◆ What you need to do
The lines from the start of the records through the one containing "match catalogs.create_schema(name, &txn)" are to be transcribed exactly, and nothing else.

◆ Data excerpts
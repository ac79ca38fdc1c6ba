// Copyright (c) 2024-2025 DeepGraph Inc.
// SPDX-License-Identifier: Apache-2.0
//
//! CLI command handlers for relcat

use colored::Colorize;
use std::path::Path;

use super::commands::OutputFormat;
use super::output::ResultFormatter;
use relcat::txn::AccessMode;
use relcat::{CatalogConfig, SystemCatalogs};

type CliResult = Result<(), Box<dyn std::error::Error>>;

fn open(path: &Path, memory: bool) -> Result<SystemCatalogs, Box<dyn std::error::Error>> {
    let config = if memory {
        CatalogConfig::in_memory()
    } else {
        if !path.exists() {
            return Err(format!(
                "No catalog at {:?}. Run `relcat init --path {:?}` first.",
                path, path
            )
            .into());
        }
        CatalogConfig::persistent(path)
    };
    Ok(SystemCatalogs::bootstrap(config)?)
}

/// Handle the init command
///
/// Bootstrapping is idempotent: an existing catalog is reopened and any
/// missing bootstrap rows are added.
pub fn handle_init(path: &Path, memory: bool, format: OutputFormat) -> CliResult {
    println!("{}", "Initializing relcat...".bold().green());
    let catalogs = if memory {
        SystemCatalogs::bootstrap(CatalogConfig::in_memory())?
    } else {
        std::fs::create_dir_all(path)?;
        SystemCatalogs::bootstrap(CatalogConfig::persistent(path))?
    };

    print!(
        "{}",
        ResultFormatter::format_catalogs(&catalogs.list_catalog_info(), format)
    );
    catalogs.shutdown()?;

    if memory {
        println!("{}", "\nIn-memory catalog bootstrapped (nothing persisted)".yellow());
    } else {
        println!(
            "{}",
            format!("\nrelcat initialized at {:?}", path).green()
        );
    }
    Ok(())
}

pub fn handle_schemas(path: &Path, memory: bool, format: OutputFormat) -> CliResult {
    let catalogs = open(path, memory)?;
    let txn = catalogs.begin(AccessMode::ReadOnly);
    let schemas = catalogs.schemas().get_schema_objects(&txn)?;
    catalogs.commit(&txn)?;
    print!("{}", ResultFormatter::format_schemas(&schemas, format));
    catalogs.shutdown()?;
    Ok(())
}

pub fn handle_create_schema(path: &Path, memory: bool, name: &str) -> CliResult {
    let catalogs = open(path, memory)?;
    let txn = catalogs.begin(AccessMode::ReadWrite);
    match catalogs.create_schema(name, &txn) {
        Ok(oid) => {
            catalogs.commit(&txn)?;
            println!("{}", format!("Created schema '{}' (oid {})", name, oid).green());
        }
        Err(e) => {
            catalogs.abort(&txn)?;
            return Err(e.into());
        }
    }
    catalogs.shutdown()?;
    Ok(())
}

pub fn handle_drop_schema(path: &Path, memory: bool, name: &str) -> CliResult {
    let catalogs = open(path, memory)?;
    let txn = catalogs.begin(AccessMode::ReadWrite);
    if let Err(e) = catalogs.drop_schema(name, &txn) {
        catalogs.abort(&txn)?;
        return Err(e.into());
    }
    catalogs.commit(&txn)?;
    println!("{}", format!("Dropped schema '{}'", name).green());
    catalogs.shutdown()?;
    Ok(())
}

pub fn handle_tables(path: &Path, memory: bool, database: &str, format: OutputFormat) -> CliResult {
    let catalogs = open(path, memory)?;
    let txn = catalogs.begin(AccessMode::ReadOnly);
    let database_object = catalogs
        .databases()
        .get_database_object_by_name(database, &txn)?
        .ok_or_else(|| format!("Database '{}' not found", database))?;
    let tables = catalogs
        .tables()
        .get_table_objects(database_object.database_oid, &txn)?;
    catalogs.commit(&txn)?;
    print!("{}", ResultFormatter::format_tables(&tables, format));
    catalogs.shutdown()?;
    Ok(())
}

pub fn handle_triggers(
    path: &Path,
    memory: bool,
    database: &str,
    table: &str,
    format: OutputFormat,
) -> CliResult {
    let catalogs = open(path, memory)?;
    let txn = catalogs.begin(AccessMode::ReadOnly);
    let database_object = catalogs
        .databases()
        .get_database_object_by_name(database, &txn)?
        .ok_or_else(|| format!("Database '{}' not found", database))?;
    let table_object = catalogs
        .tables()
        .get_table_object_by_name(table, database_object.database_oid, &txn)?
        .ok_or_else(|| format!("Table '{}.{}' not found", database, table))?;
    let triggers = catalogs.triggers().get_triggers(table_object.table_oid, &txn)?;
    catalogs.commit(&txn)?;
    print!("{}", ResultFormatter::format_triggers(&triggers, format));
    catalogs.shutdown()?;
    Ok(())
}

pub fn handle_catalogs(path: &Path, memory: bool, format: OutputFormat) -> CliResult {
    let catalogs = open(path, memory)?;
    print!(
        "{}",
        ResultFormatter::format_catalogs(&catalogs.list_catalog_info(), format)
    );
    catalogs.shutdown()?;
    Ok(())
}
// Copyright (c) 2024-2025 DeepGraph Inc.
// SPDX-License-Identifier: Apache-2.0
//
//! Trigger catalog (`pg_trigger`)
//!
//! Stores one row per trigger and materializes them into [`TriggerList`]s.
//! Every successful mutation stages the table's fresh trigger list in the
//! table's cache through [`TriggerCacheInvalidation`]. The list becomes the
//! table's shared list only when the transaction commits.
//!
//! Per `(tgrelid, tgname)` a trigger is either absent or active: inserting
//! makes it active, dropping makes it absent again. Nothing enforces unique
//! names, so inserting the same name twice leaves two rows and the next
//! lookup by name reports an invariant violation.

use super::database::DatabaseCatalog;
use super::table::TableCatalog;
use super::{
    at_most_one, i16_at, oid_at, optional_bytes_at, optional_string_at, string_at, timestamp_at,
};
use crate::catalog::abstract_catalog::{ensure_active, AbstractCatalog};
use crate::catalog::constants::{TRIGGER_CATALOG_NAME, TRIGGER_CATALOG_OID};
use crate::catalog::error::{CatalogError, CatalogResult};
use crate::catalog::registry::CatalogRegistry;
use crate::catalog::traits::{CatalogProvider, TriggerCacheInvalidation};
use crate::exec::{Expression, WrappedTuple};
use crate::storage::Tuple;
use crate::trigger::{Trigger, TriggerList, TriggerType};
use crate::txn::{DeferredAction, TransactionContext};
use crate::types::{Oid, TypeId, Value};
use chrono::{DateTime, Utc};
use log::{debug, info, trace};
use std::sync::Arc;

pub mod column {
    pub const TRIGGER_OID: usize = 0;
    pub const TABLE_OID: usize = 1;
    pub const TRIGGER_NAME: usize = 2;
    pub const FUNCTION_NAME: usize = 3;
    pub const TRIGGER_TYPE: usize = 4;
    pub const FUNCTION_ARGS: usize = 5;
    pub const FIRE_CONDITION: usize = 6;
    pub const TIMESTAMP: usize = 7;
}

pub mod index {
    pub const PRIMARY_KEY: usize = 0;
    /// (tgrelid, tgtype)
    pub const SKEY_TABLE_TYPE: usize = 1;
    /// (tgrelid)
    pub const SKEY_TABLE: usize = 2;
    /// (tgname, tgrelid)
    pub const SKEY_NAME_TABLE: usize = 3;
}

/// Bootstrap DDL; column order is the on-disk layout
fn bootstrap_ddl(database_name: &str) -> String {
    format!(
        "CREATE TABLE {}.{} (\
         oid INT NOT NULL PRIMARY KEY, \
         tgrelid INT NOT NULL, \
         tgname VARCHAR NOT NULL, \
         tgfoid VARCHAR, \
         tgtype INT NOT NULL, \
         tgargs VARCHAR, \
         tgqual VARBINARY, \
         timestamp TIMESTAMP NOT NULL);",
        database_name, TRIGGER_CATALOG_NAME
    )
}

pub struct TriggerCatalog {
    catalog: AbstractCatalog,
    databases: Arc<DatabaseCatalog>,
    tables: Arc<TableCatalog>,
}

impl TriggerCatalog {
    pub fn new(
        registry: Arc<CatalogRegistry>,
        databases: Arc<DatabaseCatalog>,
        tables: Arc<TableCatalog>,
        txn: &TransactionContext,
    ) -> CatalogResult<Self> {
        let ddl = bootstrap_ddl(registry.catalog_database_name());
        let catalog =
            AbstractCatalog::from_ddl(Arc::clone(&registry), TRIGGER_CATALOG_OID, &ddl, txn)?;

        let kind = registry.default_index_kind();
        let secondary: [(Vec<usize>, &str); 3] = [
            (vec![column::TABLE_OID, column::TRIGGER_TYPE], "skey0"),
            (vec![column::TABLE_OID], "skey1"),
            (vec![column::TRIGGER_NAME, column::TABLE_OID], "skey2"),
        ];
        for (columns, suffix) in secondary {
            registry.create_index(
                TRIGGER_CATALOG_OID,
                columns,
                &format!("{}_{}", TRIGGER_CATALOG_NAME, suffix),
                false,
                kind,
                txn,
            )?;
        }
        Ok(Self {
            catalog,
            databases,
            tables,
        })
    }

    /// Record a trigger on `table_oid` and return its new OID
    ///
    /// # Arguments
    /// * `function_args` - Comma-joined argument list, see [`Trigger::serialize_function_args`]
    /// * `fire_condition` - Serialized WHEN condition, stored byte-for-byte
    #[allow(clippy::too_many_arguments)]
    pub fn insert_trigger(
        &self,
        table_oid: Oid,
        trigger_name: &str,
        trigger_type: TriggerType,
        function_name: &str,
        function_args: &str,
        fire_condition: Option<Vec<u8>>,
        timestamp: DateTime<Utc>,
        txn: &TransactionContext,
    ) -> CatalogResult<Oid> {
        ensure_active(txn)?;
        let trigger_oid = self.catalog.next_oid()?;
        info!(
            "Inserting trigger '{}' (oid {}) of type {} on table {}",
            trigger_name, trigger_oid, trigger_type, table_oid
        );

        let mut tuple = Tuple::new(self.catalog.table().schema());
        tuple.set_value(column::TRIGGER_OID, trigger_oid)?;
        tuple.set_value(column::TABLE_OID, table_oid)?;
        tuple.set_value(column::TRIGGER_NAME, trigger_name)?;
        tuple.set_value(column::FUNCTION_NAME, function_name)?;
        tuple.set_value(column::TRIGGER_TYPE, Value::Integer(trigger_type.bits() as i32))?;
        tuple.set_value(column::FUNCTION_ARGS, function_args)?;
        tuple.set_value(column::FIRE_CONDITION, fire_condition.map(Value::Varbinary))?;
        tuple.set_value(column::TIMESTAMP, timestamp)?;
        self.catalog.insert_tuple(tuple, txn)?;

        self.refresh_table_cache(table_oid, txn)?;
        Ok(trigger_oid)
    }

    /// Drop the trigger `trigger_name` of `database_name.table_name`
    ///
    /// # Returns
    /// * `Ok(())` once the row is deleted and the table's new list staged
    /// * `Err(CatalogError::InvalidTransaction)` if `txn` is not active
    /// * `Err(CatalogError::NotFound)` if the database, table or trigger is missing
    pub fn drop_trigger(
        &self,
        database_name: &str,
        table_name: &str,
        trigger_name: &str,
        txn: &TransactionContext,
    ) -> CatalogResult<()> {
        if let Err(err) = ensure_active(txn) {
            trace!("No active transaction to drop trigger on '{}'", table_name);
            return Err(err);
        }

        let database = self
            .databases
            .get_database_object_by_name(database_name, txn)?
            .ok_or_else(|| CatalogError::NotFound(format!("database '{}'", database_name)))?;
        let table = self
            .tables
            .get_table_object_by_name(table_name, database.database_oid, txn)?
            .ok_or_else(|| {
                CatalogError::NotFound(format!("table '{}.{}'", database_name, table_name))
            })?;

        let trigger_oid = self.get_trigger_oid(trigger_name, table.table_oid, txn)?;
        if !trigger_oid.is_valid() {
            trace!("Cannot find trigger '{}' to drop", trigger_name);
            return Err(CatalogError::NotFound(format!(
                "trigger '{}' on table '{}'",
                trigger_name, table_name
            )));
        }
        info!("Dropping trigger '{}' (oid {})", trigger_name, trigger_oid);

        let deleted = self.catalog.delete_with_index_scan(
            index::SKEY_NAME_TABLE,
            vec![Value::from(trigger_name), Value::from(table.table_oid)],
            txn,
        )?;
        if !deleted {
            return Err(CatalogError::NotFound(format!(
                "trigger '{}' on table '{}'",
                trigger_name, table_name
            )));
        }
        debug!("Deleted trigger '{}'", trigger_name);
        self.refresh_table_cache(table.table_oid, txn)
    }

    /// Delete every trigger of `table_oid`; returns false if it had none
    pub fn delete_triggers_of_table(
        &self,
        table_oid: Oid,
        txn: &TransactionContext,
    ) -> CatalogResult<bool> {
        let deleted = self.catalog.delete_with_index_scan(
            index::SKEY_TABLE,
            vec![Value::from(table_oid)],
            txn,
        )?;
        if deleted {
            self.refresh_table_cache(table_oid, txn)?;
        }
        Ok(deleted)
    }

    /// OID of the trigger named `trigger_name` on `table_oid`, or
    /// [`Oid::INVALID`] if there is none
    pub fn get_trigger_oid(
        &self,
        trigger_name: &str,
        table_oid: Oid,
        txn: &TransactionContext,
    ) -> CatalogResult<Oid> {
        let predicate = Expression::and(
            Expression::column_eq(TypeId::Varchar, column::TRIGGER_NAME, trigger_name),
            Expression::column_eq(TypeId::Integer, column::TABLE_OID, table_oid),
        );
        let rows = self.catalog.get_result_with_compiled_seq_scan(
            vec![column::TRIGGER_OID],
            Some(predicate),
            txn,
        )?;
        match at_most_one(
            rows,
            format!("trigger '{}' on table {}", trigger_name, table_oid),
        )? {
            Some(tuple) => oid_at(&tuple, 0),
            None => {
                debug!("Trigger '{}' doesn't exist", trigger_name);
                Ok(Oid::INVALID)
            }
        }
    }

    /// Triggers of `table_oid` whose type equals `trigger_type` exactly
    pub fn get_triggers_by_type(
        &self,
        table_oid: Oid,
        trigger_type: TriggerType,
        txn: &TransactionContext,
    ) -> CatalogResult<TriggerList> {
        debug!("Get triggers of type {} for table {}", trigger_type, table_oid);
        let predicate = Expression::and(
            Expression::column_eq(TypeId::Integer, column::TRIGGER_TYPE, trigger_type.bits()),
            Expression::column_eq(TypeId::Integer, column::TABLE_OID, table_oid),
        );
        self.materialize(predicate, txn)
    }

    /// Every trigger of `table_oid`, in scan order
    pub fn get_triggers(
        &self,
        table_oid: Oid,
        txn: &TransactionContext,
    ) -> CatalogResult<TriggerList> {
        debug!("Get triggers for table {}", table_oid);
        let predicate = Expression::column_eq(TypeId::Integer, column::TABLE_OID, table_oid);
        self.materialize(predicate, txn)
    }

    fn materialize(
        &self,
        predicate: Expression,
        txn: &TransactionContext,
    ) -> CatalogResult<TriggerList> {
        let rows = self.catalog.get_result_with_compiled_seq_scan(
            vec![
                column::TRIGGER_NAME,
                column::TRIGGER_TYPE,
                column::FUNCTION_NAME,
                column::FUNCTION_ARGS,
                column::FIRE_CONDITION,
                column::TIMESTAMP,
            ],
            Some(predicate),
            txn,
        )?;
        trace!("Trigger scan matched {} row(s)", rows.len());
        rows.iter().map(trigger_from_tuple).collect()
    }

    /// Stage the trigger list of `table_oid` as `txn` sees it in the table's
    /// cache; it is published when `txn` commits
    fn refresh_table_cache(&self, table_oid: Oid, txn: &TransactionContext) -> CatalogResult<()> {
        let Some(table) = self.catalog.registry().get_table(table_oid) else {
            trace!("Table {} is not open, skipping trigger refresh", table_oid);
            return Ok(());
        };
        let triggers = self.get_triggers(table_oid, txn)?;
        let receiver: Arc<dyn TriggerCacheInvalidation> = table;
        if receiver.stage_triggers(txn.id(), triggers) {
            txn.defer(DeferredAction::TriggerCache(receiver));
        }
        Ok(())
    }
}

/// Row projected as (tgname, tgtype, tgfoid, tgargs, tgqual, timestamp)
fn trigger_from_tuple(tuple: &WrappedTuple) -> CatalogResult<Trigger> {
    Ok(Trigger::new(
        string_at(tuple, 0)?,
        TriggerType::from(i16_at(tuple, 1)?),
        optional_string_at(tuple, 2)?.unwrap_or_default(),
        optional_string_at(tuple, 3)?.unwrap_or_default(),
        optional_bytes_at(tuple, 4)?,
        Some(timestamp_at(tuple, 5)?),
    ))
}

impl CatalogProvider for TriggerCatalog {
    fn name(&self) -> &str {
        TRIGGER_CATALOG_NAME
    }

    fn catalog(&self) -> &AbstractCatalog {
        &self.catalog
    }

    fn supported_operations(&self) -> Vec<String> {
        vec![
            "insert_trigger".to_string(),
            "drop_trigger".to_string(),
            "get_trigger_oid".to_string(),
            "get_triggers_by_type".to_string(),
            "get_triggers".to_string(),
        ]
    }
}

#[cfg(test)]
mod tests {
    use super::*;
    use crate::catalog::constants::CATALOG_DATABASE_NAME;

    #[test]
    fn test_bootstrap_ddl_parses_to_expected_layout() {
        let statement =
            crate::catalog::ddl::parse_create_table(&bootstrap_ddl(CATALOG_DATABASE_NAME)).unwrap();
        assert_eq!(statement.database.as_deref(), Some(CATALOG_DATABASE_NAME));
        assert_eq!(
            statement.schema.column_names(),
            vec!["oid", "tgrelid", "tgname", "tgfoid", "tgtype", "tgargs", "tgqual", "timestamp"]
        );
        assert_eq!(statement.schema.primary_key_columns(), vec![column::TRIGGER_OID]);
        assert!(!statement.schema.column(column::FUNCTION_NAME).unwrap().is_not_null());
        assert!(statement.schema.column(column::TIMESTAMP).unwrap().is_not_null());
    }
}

◆ Your response
repository ac79ca38fdc1c6ba
// Copyright (c) 2024-2025 DeepGraph Inc.
// SPDX-License-Identifier: Apache-2.0
//
//! CLI command handlers for relcat

use colored::Colorize;
use std::path::Path;

use super::commands::OutputFormat;
use super::output::ResultFormatter;
use relcat::txn::AccessMode;
use relcat::{CatalogConfig, SystemCatalogs};

type CliResult = Result<(), Box<dyn std::error::Error>>;

fn open(path: &Path, memory: bool) -> Result<SystemCatalogs, Box<dyn std::error::Error>> {
    let config = if memory {
        CatalogConfig::in_memory()
    } else {
        if !path.exists() {
            return Err(format!(
                "No catalog at {:?}. Run `relcat init --path {:?}` first.",
                path, path
            )
            .into());
        }
        CatalogConfig::persistent(path)
    };
    Ok(SystemCatalogs::bootstrap(config)?)
}

/// Handle the init command
///
/// Bootstrapping is idempotent: an existing catalog is reopened and any
/// missing bootstrap rows are added.
pub fn handle_init(path: &Path, memory: bool, format: OutputFormat) -> CliResult {
    println!("{}", "Initializing relcat...".bold().green());
    let catalogs = if memory {
        SystemCatalogs::bootstrap(CatalogConfig::in_memory())?
    } else {
        std::fs::create_dir_all(path)?;
        SystemCatalogs::bootstrap(CatalogConfig::persistent(path))?
    };

    print!(
        "{}",
        ResultFormatter::format_catalogs(&catalogs.list_catalog_info(), format)
    );
    catalogs.shutdown()?;

    if memory {
        println!("{}", "\nIn-memory catalog bootstrapped (nothing persisted)".yellow());
    } else {
        println!(
            "{}",
            format!("\nrelcat initialized at {:?}", path).green()
        );
    }
    Ok(())
}

pub fn handle_schemas(path: &Path, memory: bool, format: OutputFormat) -> CliResult {
    let catalogs = open(path, memory)?;
    let txn = catalogs.begin(AccessMode::ReadOnly);
    let schemas = catalogs.schemas().get_schema_objects(&txn)?;
    catalogs.commit(&txn)?;
    print!("{}", ResultFormatter::format_schemas(&schemas, format));
    catalogs.shutdown()?;
    Ok(())
}

pub fn handle_create_schema(path: &Path, memory: bool, name: &str) -> CliResult {
    let catalogs = open(path, memory)?;
    let txn = catalogs.begin(AccessMode::ReadWrite);
    match catalogs.create_schema(name, &txn) {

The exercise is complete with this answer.